INTRODUCTION: Current treatment guidelines for patients with severe TBI (sTBI) are aimed at preventing secondary brain injury targeting specific endpoints of intracranial physiology to avoid the development of metabolic crisis. We sought to identify factors contributing to development of metabolic crisis in the setting of a Multi-modality Monitoring and Goal-Directed Therapy (MM&GDTP) approach to patients with severe TBI. METHODS: Prospective monitoring of sTBI patients was performed, with retrospective data analysis. MM&GDTP was targeted to intracranial pressure (ICP) ≤ 20 mmHg, cerebral perfusion pressure (CPP) ≥ 60 mmHg, brain tissue oxygen pressure (PbtO2) ≥ 20 mmHg, and cerebral oxygen extraction measured by bi-frontal Near infrared Spectroscopy (NIRS) > 55%. Brain flow abnormality was defined by one of the following combinations: CPP < 60 mmHg with NIRS < 55% (Type 1), CPP < 60 mmHg with PbtO2 < 20 mmHg (Type 2), or PbtO2 < 20 mmHg with NIRS < 55% (Type 3). Cerebral micro-dialysate was analyzed hourly for glucose, lactate, pyruvate, glutamate, glycerol, and lactate/pyruvate ratio (LPR). Statistical analysis was performed with student t-test, chi-square and Pearson's tests as applicable. RESULTS: A total of 109,474 consecutive minutes of recorded multimodality monitoring was available for analysis. There was a significant difference in the number of minutes of brain flow abnormalities between survivors and non-survivors: 0.8% (875) versus 7.49% (8,199), respectively (p < 0.05). The duration of Type 1-3 flow abnormality per patient was higher in non-survivors (5.7 ± 2.5 h) compared to survivors (0.7 ± 0.6 h) as well as the duration of metabolic crisis, namely, 5.2 ± 2.2 versus 0.6 ± 1.0 h per patient.
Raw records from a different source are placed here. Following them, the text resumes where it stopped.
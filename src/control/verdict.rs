//! Verdict type - a lightweight success-or-message outcome.
//!
//! `Verdict<T = ()>` is `Success(T)` or `Failure(String)`. The plain
//! `Verdict` (with `T = ()`) is a status flag with a reason, which is what
//! most validation code needs; `Verdict<T>` additionally carries a value.
//!
//! # Examples
//!
//! ```rust
//! use wrapt::control::Verdict;
//! use wrapt::typeclass::Monoid;
//!
//! fn check_name(name: &str) -> Verdict {
//!     Verdict::require(!name.is_empty(), "name is empty")
//! }
//!
//! fn check_age(age: i32) -> Verdict {
//!     Verdict::require(age >= 0, "age is negative")
//! }
//!
//! let verdict = Verdict::combine_all([check_name(""), check_age(-1)]);
//! assert_eq!(verdict.message(), "name is empty; age is negative");
//! ```

use std::fmt;

#[cfg(feature = "serde")]
use serde::{Deserialize, Serialize};

use super::attempt::Attempt;
use super::either::Either;
use super::fault::Fault;
use super::maybe::Maybe;
use super::outcome::Outcome;
use crate::typeclass::{Kind, TypeConstructor};

/// The error raised when a failed [`Verdict`] is thrown.
#[derive(Debug, Clone, PartialEq, Eq, thiserror::Error)]
#[error("{message}")]
pub struct VerdictError {
    /// The verdict's failure message.
    pub message: String,
}

/// A success (optionally carrying a value) or a failure message.
#[derive(Clone, PartialEq, Eq, PartialOrd, Ord, Hash)]
#[cfg_attr(feature = "serde", derive(Serialize, Deserialize))]
pub enum Verdict<T = ()> {
    /// The check passed.
    Success(T),
    /// The check failed for the given reason.
    Failure(String),
}

impl Verdict {
    /// Separator between messages when failures are combined.
    pub const MESSAGE_SEPARATOR: &'static str = "; ";

    /// The value-less success.
    #[inline]
    pub const fn ok() -> Self {
        Self::Success(())
    }

    /// Succeeds when `condition` holds, otherwise fails with `message`.
    #[inline]
    pub fn require(condition: bool, message: impl Into<String>) -> Self {
        if condition { Self::ok() } else { Self::failure(message) }
    }
}

impl<T> Verdict<T> {
    /// Wraps a successful value.
    #[inline]
    pub const fn success(value: T) -> Self {
        Self::Success(value)
    }

    /// Fails with `message`.
    #[inline]
    pub fn failure(message: impl Into<String>) -> Self {
        Self::Failure(message.into())
    }

    /// Converts an `Option`, failing with `message` for `None`.
    #[inline]
    pub fn from_option(option: Option<T>, message: impl Into<String>) -> Self {
        Maybe::from_option(option).to_verdict(message)
    }

    /// Returns `true` for a success.
    #[inline]
    pub const fn is_success(&self) -> bool {
        matches!(self, Self::Success(_))
    }

    /// Returns `true` for a failure.
    #[inline]
    pub const fn is_failure(&self) -> bool {
        matches!(self, Self::Failure(_))
    }

    /// Returns a reference to the success value.
    ///
    /// # Panics
    ///
    /// Panics if this is a failure.
    #[inline]
    #[track_caller]
    pub fn value(&self) -> &T {
        match self {
            Self::Success(value) => value,
            Self::Failure(_) => panic!("called `Verdict::value()` on a `Failure` value"),
        }
    }

    /// Returns the failure message.
    ///
    /// # Panics
    ///
    /// Panics if this is a success.
    #[inline]
    #[track_caller]
    pub fn message(&self) -> &str {
        match self {
            Self::Success(_) => panic!("called `Verdict::message()` on a `Success` value"),
            Self::Failure(message) => message,
        }
    }

    /// Returns `true` if the success value equals `expected`.
    #[inline]
    pub fn contains(&self, expected: &T) -> bool
    where
        T: PartialEq,
    {
        self.contains_by(expected, PartialEq::eq)
    }

    /// Returns `true` if the success value matches `expected` under `comparer`.
    #[inline]
    pub fn contains_by<F>(&self, expected: &T, comparer: F) -> bool
    where
        F: FnOnce(&T, &T) -> bool,
    {
        match self {
            Self::Success(value) => comparer(value, expected),
            Self::Failure(_) => false,
        }
    }

    /// Sequences a dependent check; the message propagates unchanged.
    #[inline]
    pub fn bind<U, F>(self, function: F) -> Verdict<U>
    where
        F: FnOnce(T) -> Verdict<U>,
    {
        match self {
            Self::Success(value) => function(value),
            Self::Failure(message) => Verdict::Failure(message),
        }
    }

    /// Transforms the success value.
    #[inline]
    pub fn map<U, F>(self, function: F) -> Verdict<U>
    where
        F: FnOnce(T) -> U,
    {
        self.bind(|value| Verdict::Success(function(value)))
    }

    /// Rewrites the failure message.
    #[inline]
    pub fn map_error<F>(self, function: F) -> Self
    where
        F: FnOnce(String) -> String,
    {
        match self {
            Self::Success(value) => Self::Success(value),
            Self::Failure(message) => Self::Failure(function(message)),
        }
    }

    /// Combines two successes; the first failure wins.
    #[inline]
    pub fn zip<U, R, F>(self, other: Verdict<U>, function: F) -> Verdict<R>
    where
        F: FnOnce(T, U) -> R,
    {
        self.bind(|value| other.map(|other_value| function(value, other_value)))
    }

    /// Fails with the message from `message` unless `predicate` holds.
    #[inline]
    pub fn ensure<P, F>(self, predicate: P, message: F) -> Self
    where
        P: FnOnce(&T) -> bool,
        F: FnOnce(&T) -> String,
    {
        match self {
            Self::Success(value) if !predicate(&value) => Self::Failure(message(&value)),
            other => other,
        }
    }

    /// Returns the success value or `default`.
    #[inline]
    pub fn value_or(self, default: T) -> T {
        self.value_or_else(|_| default)
    }

    /// Returns the success value or computes one from the message.
    #[inline]
    pub fn value_or_else<F>(self, factory: F) -> T
    where
        F: FnOnce(String) -> T,
    {
        match self {
            Self::Success(value) => value,
            Self::Failure(message) => factory(message),
        }
    }

    /// Returns the success value or raises a [`VerdictError`] as a [`Fault`].
    ///
    /// # Panics
    ///
    /// Panics with a `Fault` payload if this is a failure.
    #[inline]
    #[track_caller]
    pub fn value_or_throw(self) -> T {
        match self {
            Self::Success(value) => value,
            Self::Failure(message) => Fault::new(VerdictError { message }).rethrow(),
        }
    }

    /// Eliminates the verdict with one of two functions.
    #[inline]
    pub fn match_with<R, S, F>(self, on_success: S, on_failure: F) -> R
    where
        S: FnOnce(T) -> R,
        F: FnOnce(String) -> R,
    {
        match self {
            Self::Success(value) => on_success(value),
            Self::Failure(message) => on_failure(message),
        }
    }

    /// Runs one of two side effects.
    #[inline]
    pub fn do_with<S, F>(&self, on_success: S, on_failure: F)
    where
        S: FnOnce(&T),
        F: FnOnce(&str),
    {
        match self {
            Self::Success(value) => on_success(value),
            Self::Failure(message) => on_failure(message),
        }
    }

    /// Drops the message.
    #[inline]
    pub fn to_maybe(self) -> Maybe<T> {
        self.match_with(Maybe::Just, |_| Maybe::Nothing)
    }

    /// Converts into an [`Outcome`] whose error is the message.
    #[inline]
    pub fn to_outcome(self) -> Outcome<T, String> {
        self.match_with(Outcome::Success, Outcome::Failure)
    }

    /// Converts into an [`Outcome`], projecting the message to a domain error.
    #[inline]
    pub fn to_outcome_with<E, F>(self, projection: F) -> Outcome<T, E>
    where
        F: FnOnce(String) -> E,
    {
        self.match_with(Outcome::Success, |message| Outcome::Failure(projection(message)))
    }

    /// Converts into an [`Either`] with the success value on the left.
    #[inline]
    pub fn to_either(self) -> Either<T, String> {
        self.match_with(Either::Left, Either::Right)
    }

    /// Converts into an [`Attempt`], capturing a [`VerdictError`].
    #[inline]
    #[track_caller]
    pub fn to_attempt(self) -> Attempt<T> {
        match self {
            Self::Success(value) => Attempt::Success(value),
            Self::Failure(message) => Attempt::from_error(VerdictError { message }),
        }
    }
}

impl<T> Verdict<Verdict<T>> {
    /// Removes one level of nesting; the outer failure wins.
    #[inline]
    pub fn flatten(self) -> Verdict<T> {
        self.bind(|inner| inner)
    }
}

impl<T: fmt::Debug> fmt::Debug for Verdict<T> {
    fn fmt(&self, formatter: &mut fmt::Formatter<'_>) -> fmt::Result {
        match self {
            Self::Success(value) => formatter.debug_tuple("Success").field(value).finish(),
            Self::Failure(message) => formatter.debug_tuple("Failure").field(message).finish(),
        }
    }
}

impl<T: fmt::Display> fmt::Display for Verdict<T> {
    fn fmt(&self, formatter: &mut fmt::Formatter<'_>) -> fmt::Result {
        match self {
            Self::Success(value) => write!(formatter, "Success({value})"),
            Self::Failure(message) => write!(formatter, "Failure({message})"),
        }
    }
}

/// [`Kind`] marker for [`Verdict`].
#[derive(Debug, Clone, Copy, PartialEq, Eq, Hash, Default)]
pub struct VerdictKind;

impl Kind for VerdictKind {
    type Of<T> = Verdict<T>;

    #[inline]
    fn pure<T>(value: T) -> Verdict<T> {
        Verdict::Success(value)
    }

    #[inline]
    fn branch<A, B>(wrapped: Verdict<A>) -> Result<A, Verdict<B>> {
        match wrapped {
            Verdict::Success(value) => Ok(value),
            Verdict::Failure(message) => Err(Verdict::Failure(message)),
        }
    }

    #[inline]
    fn is_success<A>(wrapped: &Verdict<A>) -> bool {
        wrapped.is_success()
    }
}

impl<T> TypeConstructor for Verdict<T> {
    type Inner = T;
    type Kind = VerdictKind;

    #[inline]
    fn into_kind(self) -> Self {
        self
    }

    #[inline]
    fn from_kind(wrapped: Self) -> Self {
        wrapped
    }
}

#[cfg(test)]
mod tests {
    use super::*;
    use rstest::rstest;

    #[rstest]
    #[case(true, Verdict::ok())]
    #[case(false, Verdict::failure("too short"))]
    fn require_maps_condition(#[case] condition: bool, #[case] expected: Verdict) {
        assert_eq!(Verdict::require(condition, "too short"), expected);
    }

    #[rstest]
    fn bind_keeps_first_message() {
        let failed: Verdict<i32> = Verdict::failure("missing id");
        assert_eq!(failed.bind(|id| Verdict::success(id + 1)), Verdict::failure("missing id"));
    }

    #[rstest]
    fn value_or_throw_raises_verdict_error() {
        let failed: Verdict<i32> = Verdict::failure("rejected");
        let caught = Attempt::catch(|| failed.value_or_throw());
        assert_eq!(
            caught.fault().downcast_ref::<VerdictError>(),
            Some(&VerdictError { message: "rejected".to_string() })
        );
    }

    #[rstest]
    fn map_error_prefixes_message() {
        let failed: Verdict = Verdict::failure("empty");
        assert_eq!(failed.map_error(|m| format!("name: {m}")).message(), "name: empty");
    }

    #[rstest]
    #[should_panic(expected = "called `Verdict::message()` on a `Success` value")]
    fn message_on_success_fails_fast() {
        let _ = Verdict::ok().message();
    }
}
The occurrence of severe metabolic crisis was associated with a Type 2 flow abnormality (CPP < 60 mmHg and PbtO2 < 20 mmHg), r = 0.97, p < 0.001, but not with Type 1 and 3. CONCLUSIONS: Metabolic crisis can occur despite a MM&GDTP approach aimed at optimizing cerebral blood flow. Severe metabolic crisis is associated to failure to maintain CPP and PbtO2 above 60 and 20 mmHg, respectively. The occurrence of severe metabolic crisis portends a poor prognosis in patients with sTBI.